SQLite (Tier 1) — The workhorse. Stores the commit graph (parent pointers, branch references), metadata (timestamps, commit types, modes), and configuration. SQLite was chosen for zero-configuration deployment, ACID guarantees, and single-file portability. One cvc.db file has your entire commit graph.

CAS Blobs (Tier 2) — The vault. Every context snapshot is compressed with Zstandard (20-50% compression ratio) and stored as a content-addressed blob. The filename IS the hash of the content. This provides automatic deduplication, immutability, and O(1) integrity verification. Anchor commits store full snapshots; intermediate commits store deltas against the nearest anchor.

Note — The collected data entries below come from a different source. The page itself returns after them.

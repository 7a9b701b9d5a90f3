//! Liveness plus a store round trip

use axum::{extract::State, http::StatusCode, routing::get, Json, Router};
use serde::Serialize;
use tracing::warn;

use crate::AppState;

#[derive(Debug, Serialize)]
pub struct HealthResponse {
    /// "ok", or "degraded" when the store cannot be queried
    pub status: &'static str,
    pub module: &'static str,
    pub version: &'static str,
    /// Known bins; absent when degraded
    #[serde(skip_serializing_if = "Option::is_none")]
    pub bins: Option<i64>,
}

/// GET /health
///
/// 503 when the database does not answer, so a load balancer can tell a
/// running process from a usable one.
pub async fn health_check(State(state): State<AppState>) -> (StatusCode, Json<HealthResponse>) {
    let (code, status, bins) = match state.bins.count().await {
        Ok(count) => (StatusCode::OK, "ok", Some(count)),
        Err(e) => {
            warn!("Health check could not reach the bin store: {}", e);
            (StatusCode::SERVICE_UNAVAILABLE, "degraded", None)
        }
    };

    (
        code,
        Json(HealthResponse {
            status,
            module: env!("CARGO_PKG_NAME"),
            version: env!("CARGO_PKG_VERSION"),
            bins,
        }),
    )
}

pub fn health_routes() -> Router<AppState> {
    Router::new().route("/health", get(health_check))
}
//! HTTP API handlers for wt-dash

pub mod health;
pub mod map;
pub mod scan;
pub mod summary;
pub mod ui;

pub use health::health_routes;
pub use map::map;
pub use scan::scan;
pub use summary::{reset_session, summary};
pub use ui::{app_js, index};
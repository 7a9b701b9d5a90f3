//! Smart-bin data model
//!
//! A bin is identified by its `bin_id` alone. Each observation replaces the
//! previous state of that bin; the store stamps `last_update` on write.

use chrono::{DateTime, Utc};
use serde::{Deserialize, Serialize};
use std::fmt;

/// Observed fill state of a bin
///
/// Bins report `"FULL"` or `"EMPTY"`. Any other text is kept verbatim in
/// [`BinStatus::Other`] so it survives a write/read round trip, and is
/// treated as "not full" for display.
#[derive(Debug, Clone, PartialEq, Eq, Serialize, Deserialize)]
#[serde(from = "String", into = "String")]
pub enum BinStatus {
    Full,
    Empty,
    Other(String),
}

impl BinStatus {
    pub fn as_str(&self) -> &str {
        match self {
            BinStatus::Full => "FULL",
            BinStatus::Empty => "EMPTY",
            BinStatus::Other(raw) => raw,
        }
    }

    pub fn is_full(&self) -> bool {
        matches!(self, BinStatus::Full)
    }
}

impl From<String> for BinStatus {
    fn from(raw: String) -> Self {
        match raw.as_str() {
            "FULL" => BinStatus::Full,
            "EMPTY" => BinStatus::Empty,
            _ => BinStatus::Other(raw),
        }
    }
}

impl From<&str> for BinStatus {
    fn from(raw: &str) -> Self {
        BinStatus::from(raw.to_string())
    }
}

impl From<BinStatus> for String {
    fn from(status: BinStatus) -> Self {
        match status {
            BinStatus::Other(raw) => raw,
            known => known.as_str().to_string(),
        }
    }
}

impl fmt::Display for BinStatus {
    fn fmt(&self, f: &mut fmt::Formatter<'_>) -> fmt::Result {
        f.write_str(self.as_str())
    }
}

/// A status report from a physical bin (the `POST /garbage_alert` body)
#[derive(Debug, Clone, PartialEq, Serialize, Deserialize)]
pub struct BinObservation {
    pub bin_id: String,
    pub lat: f64,
    pub lon: f64,
    /// Waste category the bin is assigned to, e.g. "Wet" or "Dry"
    #[serde(rename = "type")]
    pub bin_type: String,
    pub status: BinStatus,
}

/// Last known state of one bin
#[derive(Debug, Clone, PartialEq, Serialize, Deserialize)]
pub struct BinRecord {
    pub bin_id: String,
    pub lat: f64,
    pub lon: f64,
    #[serde(rename = "type")]
    pub bin_type: String,
    pub status: BinStatus,
    #[serde(deserialize_with = "crate::time::deserialize_timestamp")]
    pub last_update: DateTime<Utc>,
}

impl BinRecord {
    /// Build the record an observation produces when written at `at`
    pub fn from_observation(observation: BinObservation, at: DateTime<Utc>) -> Self {
        Self {
            bin_id: observation.bin_id,
            lat: observation.lat,
            lon: observation.lon,
            bin_type: observation.bin_type,
            status: observation.status,
            last_update: at,
        }
    }
}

ChromaDB (Tier 3) — The brain. Optional vector embeddings of every commit enable semantic search. Instead of keyword matching, you search by meaning: "When did the AI figure out the caching strategy?" — Chroma finds the relevant commits even if those exact words never appeared.

Why This Design?

Separation of concerns. The graph (Tier 1) tells you what happened when. The blobs (Tier 2) store with verifiable integrity. The embeddings (Tier 3) let you search by meaning. Any tier can be rebuilt from the others. The system degrades gracefully — even without Chroma, CVC works perfectly with text search.

Git compatibility. The architecture mirrors Git's: SQLite ≈ .git/refs/, CAS blobs ≈ .git/objects/, Chroma ≈ a smart search index. Developers who understand Git understand CVC instantly.